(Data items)

______

//! # API 服务启动器
//!
//! 组装 axum 路由、挂载 Swagger UI、配置 CORS 并绑定 TCP 端口对外提供服务。
//! 本模块不直接启动 `main()`, 而是由 `crates/app` 的 DI 容器持有并调用。

use std::future::Future;
use std::sync::Arc;

use axum::Router;
use tower_http::cors::{Any, CorsLayer};
use utoipa::OpenApi;
use utoipa_axum::router::OpenApiRouter;
use utoipa_axum::routes;
use utoipa_swagger_ui::SwaggerUi;

use shaobing_alert::pipeline::AlertPipeline;
use shaobing_core::notify::port::Notifier;

use crate::routes::{health, webhook};

// ============================================================
//  共享应用状态
// ============================================================

/// 全局应用状态，通过 axum 的 `State` 提取器注入到每个 Handler 中。
///
/// # Invariants
/// - 所有字段在服务启动前由 DI 容器注入，生命周期与进程等同。
/// - `notifier` 为空时只返回规范化结果，不做投递。
#[derive(Clone)]
pub struct AppState {
    /// 告警规范化流水线
    pub pipeline: Arc<AlertPipeline>,
    /// 下游通知渠道
    pub notifier: Option<Arc<dyn Notifier>>,
    /// Webhook 共享令牌
    pub token: Option<String>,
    /// 投递消息标题
    pub subject: String,
}

// ============================================================
//  OpenAPI 文档定义
// ============================================================

/// 全局 OpenAPI 文档结构
#[derive(OpenApi)]
#[openapi(
    info(
        title = "哨兵告警中继 API",
        version = "0.1.0",
        description = "接收交易告警 Webhook，补全证券名称、规范化为信号摘要后中继到群机器人或 Telegram。",
        license(name = "MIT")
    ),
    tags(
        (name = "告警 (Alert)", description = "告警接入与中继"),
        (name = "系统 (System)", description = "存活检查")
    )
)]
pub struct ApiDoc;

// ============================================================
//  服务构建与启动
// ============================================================

/// 构建完整的 axum 应用路由树 (含 Swagger UI 与 CORS)。
pub fn build_router(state: AppState) -> Router {
    let (router, api) = OpenApiRouter::with_openapi(ApiDoc::openapi())
        .routes(routes!(webhook::receive_alert))
        .routes(routes!(health::health))
        .with_state(state)
        .split_for_parts();

    // 告警来源不固定，允许所有来源
    let cors = CorsLayer::new()
        .allow_origin(Any)
        .allow_methods(Any)
        .allow_headers(Any);

    router
        .merge(SwaggerUi::new("/swagger-ui").url("/api-docs/openapi.json", api))
        .layer(cors)
}

/// 启动 HTTP 监听，直到 `shutdown` 完成。
///
/// # Arguments
/// * `state` - 由外部 DI 容器注入的共享状态
/// * `bind_addr` - 监听的地址与端口，如 `"0.0.0.0:8080"`
/// * `shutdown` - 优雅退出信号
///
/// # Returns
/// 绑定或服务失败时返回错误。
pub async fn start_server(
    state: AppState,
    bind_addr: &str,
    shutdown: impl Future<Output = ()> + Send + 'static,
) -> Result<(), Box<dyn std::error::Error>> {
    let app = build_router(state);

    tracing::info!("🚀 Shaobing relay listening on {}", bind_addr);
    tracing::info!("📖 Swagger UI: http://{}/swagger-ui/", bind_addr);

    let listener = tokio::net::TcpListener::bind(bind_addr).await?;
    axum::serve(listener, app)
        .with_graceful_shutdown(shutdown)
        .await?;

    Ok(())
}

______

What you have to do:
Each line of the records with the word "struct" in it is to be copied.

Problem solution:
pub struct AppState {
pub struct ApiDoc;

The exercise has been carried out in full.